Stored items:

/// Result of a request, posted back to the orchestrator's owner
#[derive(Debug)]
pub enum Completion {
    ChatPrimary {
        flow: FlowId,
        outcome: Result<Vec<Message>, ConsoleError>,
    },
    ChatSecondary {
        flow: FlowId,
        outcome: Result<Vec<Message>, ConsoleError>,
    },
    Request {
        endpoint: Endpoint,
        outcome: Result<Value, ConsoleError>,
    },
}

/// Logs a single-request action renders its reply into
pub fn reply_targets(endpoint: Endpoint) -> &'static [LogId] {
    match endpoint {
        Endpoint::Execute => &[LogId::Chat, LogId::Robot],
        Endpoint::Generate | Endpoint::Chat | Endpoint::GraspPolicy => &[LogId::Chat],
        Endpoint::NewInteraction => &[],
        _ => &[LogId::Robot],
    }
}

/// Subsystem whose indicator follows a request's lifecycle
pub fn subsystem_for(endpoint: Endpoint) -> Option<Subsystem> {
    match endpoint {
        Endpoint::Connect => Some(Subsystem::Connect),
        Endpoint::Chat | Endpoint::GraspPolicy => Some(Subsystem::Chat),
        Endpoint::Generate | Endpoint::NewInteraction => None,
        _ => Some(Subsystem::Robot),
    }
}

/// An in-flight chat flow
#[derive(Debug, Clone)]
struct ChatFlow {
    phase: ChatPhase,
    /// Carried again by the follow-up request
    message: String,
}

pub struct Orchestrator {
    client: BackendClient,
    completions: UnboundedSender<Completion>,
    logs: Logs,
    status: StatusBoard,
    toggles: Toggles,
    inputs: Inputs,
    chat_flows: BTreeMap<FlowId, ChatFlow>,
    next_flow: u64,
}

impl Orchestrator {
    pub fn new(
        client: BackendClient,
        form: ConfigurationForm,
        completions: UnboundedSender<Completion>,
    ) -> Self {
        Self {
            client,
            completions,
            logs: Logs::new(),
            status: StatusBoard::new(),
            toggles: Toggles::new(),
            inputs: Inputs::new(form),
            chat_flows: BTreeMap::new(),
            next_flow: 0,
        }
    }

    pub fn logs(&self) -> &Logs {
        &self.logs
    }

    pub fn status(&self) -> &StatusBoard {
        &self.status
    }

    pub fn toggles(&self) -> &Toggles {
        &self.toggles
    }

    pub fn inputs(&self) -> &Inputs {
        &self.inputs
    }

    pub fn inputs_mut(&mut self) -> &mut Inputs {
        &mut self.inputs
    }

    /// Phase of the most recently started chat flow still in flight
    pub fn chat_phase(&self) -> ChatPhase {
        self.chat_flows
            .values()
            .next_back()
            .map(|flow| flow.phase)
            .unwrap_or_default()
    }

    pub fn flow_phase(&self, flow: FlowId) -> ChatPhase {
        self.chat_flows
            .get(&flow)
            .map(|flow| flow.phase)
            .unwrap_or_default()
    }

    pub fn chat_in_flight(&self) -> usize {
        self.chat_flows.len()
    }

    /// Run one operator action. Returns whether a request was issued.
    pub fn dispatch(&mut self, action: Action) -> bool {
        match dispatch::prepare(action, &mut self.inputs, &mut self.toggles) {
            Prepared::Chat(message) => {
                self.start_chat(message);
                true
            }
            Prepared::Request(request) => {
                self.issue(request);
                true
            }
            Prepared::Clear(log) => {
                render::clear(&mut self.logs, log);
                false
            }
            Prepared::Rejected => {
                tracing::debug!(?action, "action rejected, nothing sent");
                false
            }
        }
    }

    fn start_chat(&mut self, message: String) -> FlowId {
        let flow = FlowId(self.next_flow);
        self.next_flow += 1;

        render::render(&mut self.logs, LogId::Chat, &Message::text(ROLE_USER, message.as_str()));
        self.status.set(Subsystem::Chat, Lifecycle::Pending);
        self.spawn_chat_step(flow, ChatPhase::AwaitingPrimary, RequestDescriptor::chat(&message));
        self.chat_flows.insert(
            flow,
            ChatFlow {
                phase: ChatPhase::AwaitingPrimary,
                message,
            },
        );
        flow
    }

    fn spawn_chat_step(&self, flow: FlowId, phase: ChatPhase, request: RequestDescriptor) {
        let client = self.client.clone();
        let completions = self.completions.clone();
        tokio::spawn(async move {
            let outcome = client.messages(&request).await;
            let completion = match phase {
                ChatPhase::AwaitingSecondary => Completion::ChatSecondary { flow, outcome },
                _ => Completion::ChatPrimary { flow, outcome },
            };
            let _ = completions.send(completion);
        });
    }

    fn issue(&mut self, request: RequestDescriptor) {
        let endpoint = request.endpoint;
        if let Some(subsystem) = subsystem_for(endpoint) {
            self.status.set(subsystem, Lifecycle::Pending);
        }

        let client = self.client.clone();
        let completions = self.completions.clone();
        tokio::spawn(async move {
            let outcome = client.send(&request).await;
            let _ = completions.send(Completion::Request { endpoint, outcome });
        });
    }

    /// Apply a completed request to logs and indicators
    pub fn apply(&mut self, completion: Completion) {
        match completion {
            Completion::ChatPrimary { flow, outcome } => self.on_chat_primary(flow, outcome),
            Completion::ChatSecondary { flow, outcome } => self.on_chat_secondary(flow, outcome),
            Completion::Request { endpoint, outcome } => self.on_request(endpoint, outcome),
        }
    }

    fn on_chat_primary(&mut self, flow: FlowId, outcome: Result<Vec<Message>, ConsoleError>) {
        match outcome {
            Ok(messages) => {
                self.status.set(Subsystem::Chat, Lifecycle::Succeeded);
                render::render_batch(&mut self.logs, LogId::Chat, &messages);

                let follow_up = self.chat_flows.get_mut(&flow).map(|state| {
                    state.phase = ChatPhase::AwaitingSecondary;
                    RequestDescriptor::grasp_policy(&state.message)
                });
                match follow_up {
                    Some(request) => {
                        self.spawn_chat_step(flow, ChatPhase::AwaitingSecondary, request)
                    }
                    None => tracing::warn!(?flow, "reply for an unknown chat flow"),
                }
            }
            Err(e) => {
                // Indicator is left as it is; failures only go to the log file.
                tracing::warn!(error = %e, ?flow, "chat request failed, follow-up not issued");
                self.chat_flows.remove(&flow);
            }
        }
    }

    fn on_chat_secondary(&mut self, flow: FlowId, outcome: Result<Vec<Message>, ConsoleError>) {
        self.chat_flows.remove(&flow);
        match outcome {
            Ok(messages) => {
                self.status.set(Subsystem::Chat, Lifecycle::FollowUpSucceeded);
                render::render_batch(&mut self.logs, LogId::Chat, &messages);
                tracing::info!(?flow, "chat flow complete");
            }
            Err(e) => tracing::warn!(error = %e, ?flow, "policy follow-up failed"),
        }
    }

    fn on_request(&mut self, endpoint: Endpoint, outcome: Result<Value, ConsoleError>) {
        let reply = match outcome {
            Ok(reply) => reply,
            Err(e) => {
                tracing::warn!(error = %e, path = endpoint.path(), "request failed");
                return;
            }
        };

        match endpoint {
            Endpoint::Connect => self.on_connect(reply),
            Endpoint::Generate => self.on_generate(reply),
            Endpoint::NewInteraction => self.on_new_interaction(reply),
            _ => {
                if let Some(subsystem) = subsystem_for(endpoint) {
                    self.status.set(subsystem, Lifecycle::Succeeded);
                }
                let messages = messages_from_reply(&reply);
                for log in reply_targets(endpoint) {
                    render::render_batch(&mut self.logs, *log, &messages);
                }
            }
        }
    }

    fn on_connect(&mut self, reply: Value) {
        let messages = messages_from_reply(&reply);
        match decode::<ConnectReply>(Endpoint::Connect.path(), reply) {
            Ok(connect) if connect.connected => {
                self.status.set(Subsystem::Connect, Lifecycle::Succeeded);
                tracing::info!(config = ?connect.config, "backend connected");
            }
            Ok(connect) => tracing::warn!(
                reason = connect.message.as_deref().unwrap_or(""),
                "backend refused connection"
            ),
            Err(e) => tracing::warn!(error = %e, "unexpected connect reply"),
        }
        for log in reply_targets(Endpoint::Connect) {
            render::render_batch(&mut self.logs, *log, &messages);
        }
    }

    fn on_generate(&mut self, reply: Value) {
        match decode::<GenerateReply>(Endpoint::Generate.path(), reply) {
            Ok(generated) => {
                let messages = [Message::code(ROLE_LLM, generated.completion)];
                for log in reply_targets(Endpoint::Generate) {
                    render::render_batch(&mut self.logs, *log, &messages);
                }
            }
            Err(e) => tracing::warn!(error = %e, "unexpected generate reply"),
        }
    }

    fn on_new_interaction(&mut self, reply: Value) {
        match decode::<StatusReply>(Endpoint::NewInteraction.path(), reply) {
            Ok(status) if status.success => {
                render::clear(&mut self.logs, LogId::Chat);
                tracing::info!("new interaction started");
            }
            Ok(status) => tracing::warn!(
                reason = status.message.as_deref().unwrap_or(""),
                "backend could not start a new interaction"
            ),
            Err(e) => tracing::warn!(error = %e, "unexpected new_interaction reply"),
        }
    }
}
...
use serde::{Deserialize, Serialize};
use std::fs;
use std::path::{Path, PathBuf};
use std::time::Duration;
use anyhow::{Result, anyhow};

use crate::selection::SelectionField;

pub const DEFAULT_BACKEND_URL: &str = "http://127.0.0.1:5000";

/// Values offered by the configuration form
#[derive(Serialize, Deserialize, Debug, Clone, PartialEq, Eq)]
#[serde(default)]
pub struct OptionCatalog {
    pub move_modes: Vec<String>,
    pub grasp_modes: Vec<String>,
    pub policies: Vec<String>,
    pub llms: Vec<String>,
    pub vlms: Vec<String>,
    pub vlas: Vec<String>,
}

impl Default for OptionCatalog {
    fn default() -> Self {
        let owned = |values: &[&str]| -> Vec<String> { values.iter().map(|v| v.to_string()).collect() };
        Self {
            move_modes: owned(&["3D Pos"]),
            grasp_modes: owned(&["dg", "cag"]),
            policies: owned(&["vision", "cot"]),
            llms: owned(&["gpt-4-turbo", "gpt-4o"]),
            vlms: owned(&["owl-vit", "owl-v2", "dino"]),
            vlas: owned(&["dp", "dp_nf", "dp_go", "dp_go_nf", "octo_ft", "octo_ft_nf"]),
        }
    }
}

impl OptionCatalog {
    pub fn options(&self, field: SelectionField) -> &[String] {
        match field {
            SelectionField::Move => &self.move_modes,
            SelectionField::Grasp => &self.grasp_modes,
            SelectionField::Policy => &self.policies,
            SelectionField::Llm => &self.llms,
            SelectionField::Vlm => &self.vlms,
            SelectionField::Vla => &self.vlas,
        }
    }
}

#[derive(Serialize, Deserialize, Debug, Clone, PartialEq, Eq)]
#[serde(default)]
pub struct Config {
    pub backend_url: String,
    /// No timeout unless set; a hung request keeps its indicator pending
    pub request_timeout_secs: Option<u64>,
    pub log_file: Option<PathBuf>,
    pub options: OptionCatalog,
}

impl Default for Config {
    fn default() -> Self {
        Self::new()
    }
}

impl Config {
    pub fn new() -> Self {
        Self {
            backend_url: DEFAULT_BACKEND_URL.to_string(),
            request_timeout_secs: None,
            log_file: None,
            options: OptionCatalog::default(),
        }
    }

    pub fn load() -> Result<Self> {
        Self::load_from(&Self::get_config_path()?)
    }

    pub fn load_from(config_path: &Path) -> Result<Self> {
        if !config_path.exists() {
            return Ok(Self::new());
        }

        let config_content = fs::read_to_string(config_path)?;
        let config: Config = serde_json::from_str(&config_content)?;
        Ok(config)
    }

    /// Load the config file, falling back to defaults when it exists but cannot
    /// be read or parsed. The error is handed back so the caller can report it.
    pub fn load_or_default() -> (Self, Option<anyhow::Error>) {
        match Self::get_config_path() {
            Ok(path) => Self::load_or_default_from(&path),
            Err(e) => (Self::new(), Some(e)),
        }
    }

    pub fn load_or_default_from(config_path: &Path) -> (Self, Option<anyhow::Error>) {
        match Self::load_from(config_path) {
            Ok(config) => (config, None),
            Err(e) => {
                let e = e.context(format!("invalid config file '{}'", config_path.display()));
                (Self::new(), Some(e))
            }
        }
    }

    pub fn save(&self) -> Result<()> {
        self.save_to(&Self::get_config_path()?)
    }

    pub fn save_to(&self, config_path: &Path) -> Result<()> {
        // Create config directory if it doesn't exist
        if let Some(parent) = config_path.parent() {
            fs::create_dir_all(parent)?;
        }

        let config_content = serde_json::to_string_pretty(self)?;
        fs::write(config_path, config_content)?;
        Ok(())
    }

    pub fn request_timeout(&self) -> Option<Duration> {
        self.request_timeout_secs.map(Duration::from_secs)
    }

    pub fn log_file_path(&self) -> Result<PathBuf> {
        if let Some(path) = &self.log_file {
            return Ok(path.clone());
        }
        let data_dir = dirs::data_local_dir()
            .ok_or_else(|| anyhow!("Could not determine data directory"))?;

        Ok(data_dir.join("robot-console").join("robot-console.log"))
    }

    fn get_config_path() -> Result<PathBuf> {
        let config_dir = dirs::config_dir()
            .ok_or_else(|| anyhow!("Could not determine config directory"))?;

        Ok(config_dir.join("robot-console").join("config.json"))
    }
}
--
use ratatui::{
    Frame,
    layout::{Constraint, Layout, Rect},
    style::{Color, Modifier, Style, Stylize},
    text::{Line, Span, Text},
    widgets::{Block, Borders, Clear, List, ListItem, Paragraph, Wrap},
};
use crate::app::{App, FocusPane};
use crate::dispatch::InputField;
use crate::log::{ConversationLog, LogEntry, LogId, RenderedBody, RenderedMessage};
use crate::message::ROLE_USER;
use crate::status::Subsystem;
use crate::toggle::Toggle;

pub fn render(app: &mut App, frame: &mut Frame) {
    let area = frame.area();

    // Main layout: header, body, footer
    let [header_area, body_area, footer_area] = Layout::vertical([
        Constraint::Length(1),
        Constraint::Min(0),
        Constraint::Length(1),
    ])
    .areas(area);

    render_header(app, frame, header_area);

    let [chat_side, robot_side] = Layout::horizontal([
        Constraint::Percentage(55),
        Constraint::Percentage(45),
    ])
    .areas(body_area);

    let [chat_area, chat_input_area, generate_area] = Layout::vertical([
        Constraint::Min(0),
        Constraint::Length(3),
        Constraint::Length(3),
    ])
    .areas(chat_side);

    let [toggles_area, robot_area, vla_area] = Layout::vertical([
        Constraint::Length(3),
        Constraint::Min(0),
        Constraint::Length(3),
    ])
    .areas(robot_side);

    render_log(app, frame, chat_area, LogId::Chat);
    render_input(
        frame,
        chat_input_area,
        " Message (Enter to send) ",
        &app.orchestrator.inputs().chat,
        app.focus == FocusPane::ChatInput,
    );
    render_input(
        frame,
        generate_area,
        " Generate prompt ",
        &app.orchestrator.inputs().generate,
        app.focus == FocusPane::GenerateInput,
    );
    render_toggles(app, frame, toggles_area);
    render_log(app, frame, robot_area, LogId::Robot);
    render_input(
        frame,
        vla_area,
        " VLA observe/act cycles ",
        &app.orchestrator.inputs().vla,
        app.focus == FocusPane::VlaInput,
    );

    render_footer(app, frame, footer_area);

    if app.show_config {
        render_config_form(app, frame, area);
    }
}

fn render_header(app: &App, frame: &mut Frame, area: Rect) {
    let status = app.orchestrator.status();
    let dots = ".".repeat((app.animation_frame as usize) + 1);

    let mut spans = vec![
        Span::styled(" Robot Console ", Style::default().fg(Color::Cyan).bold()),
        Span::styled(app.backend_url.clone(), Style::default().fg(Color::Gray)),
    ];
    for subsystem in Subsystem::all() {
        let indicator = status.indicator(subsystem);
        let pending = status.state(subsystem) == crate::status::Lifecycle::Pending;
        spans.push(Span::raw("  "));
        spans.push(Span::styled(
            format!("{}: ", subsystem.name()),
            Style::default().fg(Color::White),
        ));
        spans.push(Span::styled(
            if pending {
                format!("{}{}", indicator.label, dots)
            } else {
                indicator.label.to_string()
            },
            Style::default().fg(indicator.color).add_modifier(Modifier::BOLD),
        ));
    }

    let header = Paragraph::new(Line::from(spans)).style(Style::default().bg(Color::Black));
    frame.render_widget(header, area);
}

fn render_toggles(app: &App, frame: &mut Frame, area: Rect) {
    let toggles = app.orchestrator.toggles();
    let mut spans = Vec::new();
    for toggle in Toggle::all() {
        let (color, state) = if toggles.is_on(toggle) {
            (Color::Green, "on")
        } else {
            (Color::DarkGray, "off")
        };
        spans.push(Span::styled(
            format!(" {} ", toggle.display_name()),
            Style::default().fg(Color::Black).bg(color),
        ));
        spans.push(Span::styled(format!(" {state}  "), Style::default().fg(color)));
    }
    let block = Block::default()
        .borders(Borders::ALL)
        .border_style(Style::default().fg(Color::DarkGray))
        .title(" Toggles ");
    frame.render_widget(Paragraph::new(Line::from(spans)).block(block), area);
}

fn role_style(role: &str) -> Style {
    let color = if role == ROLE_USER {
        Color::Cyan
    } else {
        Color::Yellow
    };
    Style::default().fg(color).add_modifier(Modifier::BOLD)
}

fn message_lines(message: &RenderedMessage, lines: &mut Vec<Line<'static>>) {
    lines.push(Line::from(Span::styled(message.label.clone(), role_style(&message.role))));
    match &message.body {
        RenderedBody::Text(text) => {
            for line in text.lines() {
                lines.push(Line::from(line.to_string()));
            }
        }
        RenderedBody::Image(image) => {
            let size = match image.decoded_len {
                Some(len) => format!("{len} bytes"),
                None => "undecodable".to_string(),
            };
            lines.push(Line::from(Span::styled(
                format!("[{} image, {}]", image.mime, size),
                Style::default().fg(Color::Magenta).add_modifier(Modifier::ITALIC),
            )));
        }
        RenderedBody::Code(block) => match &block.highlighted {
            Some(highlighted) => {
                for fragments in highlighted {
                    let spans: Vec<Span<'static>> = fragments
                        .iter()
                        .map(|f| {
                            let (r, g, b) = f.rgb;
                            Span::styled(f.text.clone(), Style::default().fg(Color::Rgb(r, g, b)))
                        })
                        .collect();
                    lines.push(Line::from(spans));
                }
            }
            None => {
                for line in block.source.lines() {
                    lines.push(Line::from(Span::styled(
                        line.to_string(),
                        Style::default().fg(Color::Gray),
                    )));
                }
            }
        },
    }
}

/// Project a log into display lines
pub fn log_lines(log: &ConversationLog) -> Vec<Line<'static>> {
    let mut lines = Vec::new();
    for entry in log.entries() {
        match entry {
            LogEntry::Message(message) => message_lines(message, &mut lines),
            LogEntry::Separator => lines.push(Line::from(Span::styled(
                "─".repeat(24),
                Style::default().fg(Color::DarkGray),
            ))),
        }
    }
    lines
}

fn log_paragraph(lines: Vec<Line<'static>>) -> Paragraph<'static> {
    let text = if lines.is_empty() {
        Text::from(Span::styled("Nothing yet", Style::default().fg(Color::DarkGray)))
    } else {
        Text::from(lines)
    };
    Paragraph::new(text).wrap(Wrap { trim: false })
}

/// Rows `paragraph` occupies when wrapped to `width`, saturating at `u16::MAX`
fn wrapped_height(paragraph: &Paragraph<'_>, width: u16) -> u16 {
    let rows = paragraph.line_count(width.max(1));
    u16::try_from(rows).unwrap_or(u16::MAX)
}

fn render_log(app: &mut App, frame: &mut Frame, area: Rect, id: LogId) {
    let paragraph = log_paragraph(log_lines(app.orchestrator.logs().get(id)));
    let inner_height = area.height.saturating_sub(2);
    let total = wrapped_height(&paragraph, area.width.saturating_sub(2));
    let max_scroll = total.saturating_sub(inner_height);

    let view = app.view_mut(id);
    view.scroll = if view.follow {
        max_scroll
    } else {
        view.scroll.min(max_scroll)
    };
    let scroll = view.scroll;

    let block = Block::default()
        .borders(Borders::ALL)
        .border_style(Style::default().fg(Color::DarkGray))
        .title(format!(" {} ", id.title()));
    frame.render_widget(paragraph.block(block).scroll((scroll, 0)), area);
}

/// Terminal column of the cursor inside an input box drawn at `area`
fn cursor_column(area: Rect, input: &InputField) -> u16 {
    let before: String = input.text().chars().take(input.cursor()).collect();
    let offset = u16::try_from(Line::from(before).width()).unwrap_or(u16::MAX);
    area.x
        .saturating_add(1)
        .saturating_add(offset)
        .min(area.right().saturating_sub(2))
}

▸ Work order: Provide the number of lines above in which the word "determine" appears, with no further words.

▸ Result of the task: 2